Both Kiet and Linh praise their recent ``bold'' policies of promoting private enterprises, such as the planting of peanuts, pepper, and coffee by families, raising of shrimp for export, and manufacture of consumer goods.
In the past, Hung has been critical that the state only controlled some 60 percent of the nation's retail trade. State organizations must transform the people's ``arbitrary and individualistic activities into methodical ones,'' he said in 1983.
Two years ago, in response to a sudden rise of rice prices in Ho Chi Minh City (formerly Saigon), he deployed ``market management forces'' - young party workers - into the streets to halt the price hikes by educating and organizing rice traders. ``After two days of applying that method, rice prices dropped,'' he said.
Some analysts say Linh's policies and the recent bout of inflation have forced him to accept Hung as prime minister. Others, however, say Linh needs Hung's security expertise to make the necessary changes, especially in curbing party corruption. Both men worked closely together in the past, directing the war in the south against the US.

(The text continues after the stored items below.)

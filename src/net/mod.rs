//! # Network Module
//!
//! UDP plumbing shared by the adapters and the output sink.
//!
//! This module handles:
//! - The `DatagramSink` seam used to mock outbound sends
//! - The output sink that carries composed frames downstream
//! - The receive loop that feeds inbound events into last-value cells

pub mod transport;
pub mod sink;
pub mod receiver;
//! # Control Router
//!
//! Per-tick arbitration between the physical controller and vision guidance.
//!
//! Each tick the router:
//! 1. Derives the mode from the mode button's latest sample
//! 2. Passes auxiliary axes and buttons through from the physical source
//! 3. Picks the primary axes from the source the mode selects
//! 4. Holds the primaries at their pre-transition values for a few ticks
//!    after a mode change
//! 5. Forces the primaries neutral when their source cannot be trusted
//!
//! [`ControlRouter::tick`] is pure with respect to I/O: it takes two samples
//! and returns a frame. Timing and sending live in [`runner`].

pub mod frame;
pub mod routing;
pub mod mode;
pub mod guard;
pub mod liveness;
pub mod scheduler;
pub mod runner;

use std::collections::BTreeMap;
use std::time::Duration;
use tracing::{debug, info};

use crate::config::Config;
use crate::event::protocol::timestamp_millis;
use crate::input::cell::SourceSample;
use frame::OutputFrame;
use guard::TransitionGuard;
use liveness::{LivenessMonitor, RouterStatus};
use mode::{Mode, ModeTracker, Transition};
use routing::{AxisClass, RoutingTable};

/// Result of one tick
#[derive(Debug, Clone, PartialEq, Eq)]
pub struct TickOutcome {
    /// Frame to send
    pub frame: OutputFrame,
    /// Mode this tick, `None` while no mode-button sample exists
    pub mode: Option<Mode>,
    /// Health after this tick
    pub status: RouterStatus,
    /// Mode change detected this tick
    pub transition: Option<Transition>,
    /// True if the primaries were held by the transition guard
    pub guarded: bool,
}

/// Stateful per-tick composer
///
/// Owns the mode memory, the transition guard, and the previous tick's
/// primary outputs. Nothing else survives between ticks.
#[derive(Debug, Clone)]
pub struct ControlRouter {
    table: RoutingTable,
    liveness: LivenessMonitor,
    guard_ticks: u32,
    neutral: i32,
    tracker: ModeTracker,
    guard: TransitionGuard,
    last_primary: BTreeMap<u8, i32>,
    last_time: Option<u64>,
}

impl ControlRouter {
    /// Creates a router from the `[router]`, `[routing]` and `[liveness]` sections.
    #[must_use]
    pub fn new(config: &Config) -> Self {
        Self::with_parts(
            RoutingTable::from_config(&config.routing),
            LivenessMonitor::from_config(&config.liveness),
            config.router.guard_ticks,
            config.router.neutral_value,
        )
    }

    #[must_use]
    pub fn with_parts(table: RoutingTable, liveness: LivenessMonitor, guard_ticks: u32, neutral: i32) -> Self {
        Self {
            table,
            liveness,
            guard_ticks,
            neutral,
            tracker: ModeTracker::new(),
            guard: TransitionGuard::new(),
            last_primary: BTreeMap::new(),
            last_time: None,
        }
    }

    pub fn table(&self) -> &RoutingTable {
        &self.table
    }

    /// Mode seen on the most recent tick that had a mode-button sample.
    pub fn mode(&self) -> Option<Mode> {
        self.tracker.previous()
    }

    /// Compose one frame
    ///
    /// # Arguments
    ///
    /// * `physical` - Consistent sample of the physical source
    /// * `vision` - Consistent sample of the vision source
    /// * `since_start` - Time since the loop started; becomes the frame timestamp
    ///
    /// Always returns a frame, even for degraded or fatal conditions. Those
    /// are reported through [`TickOutcome::status`].
    pub fn tick(&mut self, physical: &SourceSample, vision: &SourceSample, since_start: Duration) -> TickOutcome {
        let time = self.next_timestamp(since_start);

        let mode = physical.snapshot.button(self.table.mode_button()).map(Mode::from_button);
        let transition = mode.and_then(|mode| self.tracker.observe(mode));

        if let Some(change) = transition {
            info!(
                "Mode {} -> {}, holding primaries for {} ticks",
                change.from, change.to, self.guard_ticks
            );
            self.guard.arm(self.guard_ticks, self.last_primary.clone());
        }

        // The window runs on ticks, whether or not a later override applies
        let held = self.guard.take().cloned();
        let guarded = held.is_some();

        let status = if self.liveness.physical_is_lost(physical, since_start) {
            RouterStatus::PhysicalLost { age: physical.age }
        } else {
            match mode {
                None => RouterStatus::AwaitingPhysical,
                Some(Mode::Vision) if self.liveness.vision_is_stale(vision) => {
                    RouterStatus::VisionStale { age: vision.age }
                }
                Some(_) => RouterStatus::Nominal,
            }
        };

        let mut frame = OutputFrame::new(time);
        let mut primary = BTreeMap::new();

        for &(index, class) in self.table.axes() {
            let value = match class {
                AxisClass::Auxiliary => physical.snapshot.axis(index).unwrap_or(self.neutral),
                AxisClass::Primary => {
                    let value = self.primary_value(index, mode, status, held.as_ref(), physical, vision);
                    primary.insert(index, value);
                    value
                }
            };
            frame.push_axis(index, value);
        }

        for &index in self.table.buttons() {
            frame.push_button(index, physical.snapshot.button(index).unwrap_or(false));
        }

        debug!(
            "Tick t={} mode={:?} status={} guarded={} hold_left={}",
            time,
            mode,
            status,
            guarded,
            self.guard.remaining_ticks()
        );

        self.last_primary = primary;

        TickOutcome {
            frame,
            mode,
            status,
            transition,
            guarded,
        }
    }

    fn primary_value(
        &self,
        index: u8,
        mode: Option<Mode>,
        status: RouterStatus,
        held: Option<&BTreeMap<u8, i32>>,
        physical: &SourceSample,
        vision: &SourceSample,
    ) -> i32 {
        if status != RouterStatus::Nominal {
            return self.neutral;
        }
        if let Some(frozen) = held {
            return frozen.get(&index).copied().unwrap_or(self.neutral);
        }
        let source = match mode {
            Some(Mode::Physical) => physical,
            Some(Mode::Vision) => vision,
            None => return self.neutral,
        };
        source.snapshot.axis(index).unwrap_or(self.neutral)
    }

    /// Milliseconds since start, bumped so frames never share a timestamp.
    fn next_timestamp(&mut self, since_start: Duration) -> u64 {
        let millis = timestamp_millis(since_start);
        let time = match self.last_time {
            Some(previous) => millis.max(previous.saturating_add(1)),
            None => millis,
        };
        self.last_time = Some(time);
        time
    }
}
//! # Liveness
//!
//! Decides when a source's last-known values can no longer be trusted.
//!
//! - Vision older than its threshold while in VISION mode: degraded, the
//!   primary axes go neutral until fresh data resumes.
//! - Physical older than its threshold: fatal, the owning process halts.

use std::fmt;
use std::time::Duration;

use crate::config::LivenessConfig;
use crate::input::cell::SourceSample;

/// Router health, published once per tick
#[derive(Debug, Clone, Copy, PartialEq, Eq)]
pub enum RouterStatus {
    /// Everything fresh
    Nominal,
    /// No mode-button sample from the physical source yet
    AwaitingPhysical,
    /// In VISION mode without fresh vision data
    VisionStale { age: Option<Duration> },
    /// Physical source gone
    PhysicalLost { age: Option<Duration> },
}

impl RouterStatus {
    /// True if the process must stop.
    #[must_use]
    pub fn is_fatal(&self) -> bool {
        matches!(self, RouterStatus::PhysicalLost { .. })
    }

    /// True if primaries are being forced neutral but the loop carries on.
    #[must_use]
    pub fn is_degraded(&self) -> bool {
        matches!(self, RouterStatus::VisionStale { .. } | RouterStatus::AwaitingPhysical)
    }
}

impl Default for RouterStatus {
    fn default() -> Self {
        RouterStatus::AwaitingPhysical
    }
}

impl fmt::Display for RouterStatus {
    fn fmt(&self, f: &mut fmt::Formatter<'_>) -> fmt::Result {
        match self {
            RouterStatus::Nominal => write!(f, "nominal"),
            RouterStatus::AwaitingPhysical => write!(f, "awaiting physical input"),
            RouterStatus::VisionStale { age: Some(age) } => write!(f, "vision stale ({:?} old)", age),
            RouterStatus::VisionStale { age: None } => write!(f, "vision stale (no data yet)"),
            RouterStatus::PhysicalLost { age: Some(age) } => write!(f, "physical lost ({:?} old)", age),
            RouterStatus::PhysicalLost { age: None } => write!(f, "physical lost (no data)"),
        }
    }
}

/// Staleness thresholds for both sources
#[derive(Debug, Clone, Copy, PartialEq, Eq)]
pub struct LivenessMonitor {
    vision_stale: Duration,
    physical_stale: Duration,
}

impl LivenessMonitor {
    #[must_use]
    pub fn new(vision_stale: Duration, physical_stale: Duration) -> Self {
        Self {
            vision_stale,
            physical_stale,
        }
    }

    #[must_use]
    pub fn from_config(config: &LivenessConfig) -> Self {
        Self::new(config.vision_stale(), config.physical_stale())
    }

    /// True if vision data is missing or too old to drive the primaries.
    #[must_use]
    pub fn vision_is_stale(&self, vision: &SourceSample) -> bool {
        vision.is_stale(self.vision_stale)
    }

    /// True if the physical source counts as lost.
    ///
    /// A source that has never reported gets one threshold's worth of time
    /// from loop start before it is declared lost.
    #[must_use]
    pub fn physical_is_lost(&self, physical: &SourceSample, since_start: Duration) -> bool {
        match physical.age {
            Some(age) => age > self.physical_stale,
            None => since_start > self.physical_stale,
        }
    }
}

impl Default for LivenessMonitor {
    fn default() -> Self {
        Self::from_config(&LivenessConfig::default())
    }
}

#[cfg(test)]
mod tests {
    use super::*;
    use crate::input::snapshot::InputSnapshot;

    fn sample(age_ms: Option<u64>) -> SourceSample {
        SourceSample::new(InputSnapshot::new(), age_ms.map(Duration::from_millis))
    }

    #[test]
    fn test_vision_staleness() {
        let monitor = LivenessMonitor::default();
        assert!(monitor.vision_is_stale(&sample(None)));
        assert!(!monitor.vision_is_stale(&sample(Some(1000))));
        assert!(monitor.vision_is_stale(&sample(Some(1001))));
    }

    #[test]
    fn test_physical_loss() {
        let monitor = LivenessMonitor::default();
        let early = Duration::from_millis(100);
        let late = Duration::from_millis(500);

        assert!(!monitor.physical_is_lost(&sample(Some(200)), late));
        assert!(monitor.physical_is_lost(&sample(Some(201)), late));
        // Grace period for a source that has not reported yet
        assert!(!monitor.physical_is_lost(&sample(None), early));
        assert!(monitor.physical_is_lost(&sample(None), late));
    }

    #[test]
    fn test_status_classification() {
        assert!(RouterStatus::PhysicalLost { age: None }.is_fatal());
        assert!(!RouterStatus::PhysicalLost { age: None }.is_degraded());
        assert!(RouterStatus::VisionStale { age: None }.is_degraded());
        assert!(RouterStatus::AwaitingPhysical.is_degraded());
        assert!(!RouterStatus::Nominal.is_fatal());
        assert!(!RouterStatus::Nominal.is_degraded());
        assert_eq!(RouterStatus::default(), RouterStatus::AwaitingPhysical);
    }

    #[test]
    fn test_status_display() {
        let status = RouterStatus::VisionStale {
            age: Some(Duration::from_millis(1500)),
        };
        assert_eq!(status.to_string(), "vision stale (1.5s old)");
        assert_eq!(RouterStatus::Nominal.to_string(), "nominal");
    }
}
//! # Device Forwarder
//!
//! Streams a local joystick to a remote router's UDP physical input.
//!
//! Each device event is sent as one datagram as soon as it is read. On top
//! of that the full last-known state is re-sent every keepalive period, so a
//! controller that is held still still keeps the remote side fresh.

use evdev::EventStream;
use std::time::Duration;
use tokio::time::{Instant, MissedTickBehavior};
use tokio_util::sync::CancellationToken;
use tracing::{debug, error, info, warn};

use super::device::JoystickDevice;
use super::mapper::EventMapper;
use super::snapshot::InputSnapshot;
use crate::error::Result;
use crate::event::protocol::{timestamp_millis, JoystickEvent};
use crate::net::sink::OutputSink;
use crate::net::transport::{DatagramSink, UdpDatagramSink};

/// Forwarding counters
#[derive(Debug, Clone, Copy, Default, PartialEq, Eq)]
pub struct ForwardStats {
    /// Device events sent
    pub events: u64,
    /// Full-state keepalives sent
    pub keepalives: u64,
    /// Sends that failed or timed out
    pub failures: u64,
}

/// Forwards joystick events to one destination
pub struct DeviceForwarder<S: DatagramSink = UdpDatagramSink> {
    sink: OutputSink<S>,
    snapshot: InputSnapshot,
    started: Instant,
    stats: ForwardStats,
}

impl<S: DatagramSink> DeviceForwarder<S> {
    /// Creates a forwarder that starts from `initial` state.
    pub fn new(sink: OutputSink<S>, initial: InputSnapshot) -> Self {
        Self {
            sink,
            snapshot: initial,
            started: Instant::now(),
            stats: ForwardStats::default(),
        }
    }

    /// Last-known state that keepalives carry
    pub fn snapshot(&self) -> &InputSnapshot {
        &self.snapshot
    }

    /// Counters so far
    pub fn stats(&self) -> ForwardStats {
        self.stats
    }

    /// Record and send one event
    ///
    /// The event is kept in the snapshot even if the send fails, so the next
    /// keepalive still carries it.
    ///
    /// # Errors
    ///
    /// Returns the sink error for a failed send.
    pub async fn forward(&mut self, event: &JoystickEvent) -> Result<()> {
        self.snapshot.apply(event);
        match self.sink.send_event(event).await {
            Ok(()) => {
                self.stats.events += 1;
                Ok(())
            }
            Err(e) => {
                self.stats.failures += 1;
                Err(e)
            }
        }
    }

    /// Re-send the whole snapshot, stamped with the current time
    ///
    /// # Errors
    ///
    /// Returns the first sink error; the remaining events are skipped.
    pub async fn send_keepalive(&mut self) -> Result<usize> {
        let time = timestamp_millis(self.started.elapsed());
        match self.sink.send_batch(self.snapshot.to_events(time)).await {
            Ok(sent) => {
                self.stats.keepalives += 1;
                Ok(sent)
            }
            Err(e) => {
                self.stats.failures += 1;
                Err(e)
            }
        }
    }

    /// Forward until cancelled or the device goes away
    pub async fn run(
        mut self,
        mut stream: EventStream,
        mapper: EventMapper,
        keepalive: Duration,
        cancel: CancellationToken,
    ) -> ForwardStats {
        let mut keepalive = tokio::time::interval(keepalive);
        keepalive.set_missed_tick_behavior(MissedTickBehavior::Delay);

        loop {
            tokio::select! {
                _ = cancel.cancelled() => break,
                _ = keepalive.tick() => {
                    if let Err(e) = self.send_keepalive().await {
                        warn!("Keepalive to {} failed: {}", self.sink.destination(), e);
                    }
                }
                result = stream.next_event() => match result {
                    Ok(raw) => {
                        let time = timestamp_millis(self.started.elapsed());
                        let Some(event) = mapper.map_event(&raw, time) else {
                            continue;
                        };
                        debug!(
                            "Time: {:>8} | {} | Number: {:>2} | Value: {:>6}",
                            event.time,
                            event.kind.label(),
                            event.number,
                            event.value
                        );
                        if let Err(e) = self.forward(&event).await {
                            warn!("Send to {} failed: {}", self.sink.destination(), e);
                        }
                    }
                    Err(e) => {
                        error!("Joystick read failed: {}", e);
                        break;
                    }
                }
            }
        }

        info!(
            "Forwarder stopped: {} events, {} keepalives, {} failures",
            self.stats.events, self.stats.keepalives, self.stats.failures
        );
        self.sink.close();
        self.stats
    }
}

/// Open a sink to `host:port` and forward `device` to it until cancelled
///
/// # Errors
///
/// Returns an error if the device state cannot be read or the sink cannot be
/// opened.
pub async fn forward_device(
    device: JoystickDevice,
    host: &str,
    port: u16,
    keepalive: Duration,
    send_timeout: Duration,
    cancel: CancellationToken,
) -> Result<ForwardStats> {
    let initial = device.read_state()?;
    let sink = OutputSink::connect(host, port, send_timeout).await?;
    info!(
        "Forwarding {} to {} (keepalive every {:?})",
        device.device_path(),
        sink.destination(),
        keepalive
    );

    let (stream, mapper) = device.into_event_stream()?;
    let forwarder = DeviceForwarder::new(sink, initial);
    Ok(forwarder.run(stream, mapper, keepalive, cancel).await)
}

Nonetheless, the National Assembly meeting indicated a serious challenge to Linh, just seven months after a party congress brought him to power.
On June 18, the council of ministers passed a new decree granting stronger enforcement powers to the local party officials and business managers in checking price increases - to keep them below prices of late April 1987. ``We must step up the inspection and control work of the state,'' Hung told the National Assembly. ``This is to ensure the authority of the ... proletarian dictatorship.'' And the new council has given the need for ``security, social order, and national defense'' the same priority as the recent party goals of increasing grain production, consumer goods, and exports.
Perhaps in a dig against Hung, Kiet said the problems are caused by party personnel ``who do not really understand the idea and viewpoint of renovating the managerial mechanism and who are still accustomed to administrating management simply by means of administrative diktats.''
One other apparent dispute is over a proposed foreign investment code. Vietnamese officials have been saying for months that the draft code, which had been widely circulated, was to be approved by the nation's legislature.
The fact that it was not perhaps indicates a debate over how much to open the economy to Western business interests, rather than further dependence on Soviet-bloc ties, says one Western analyst.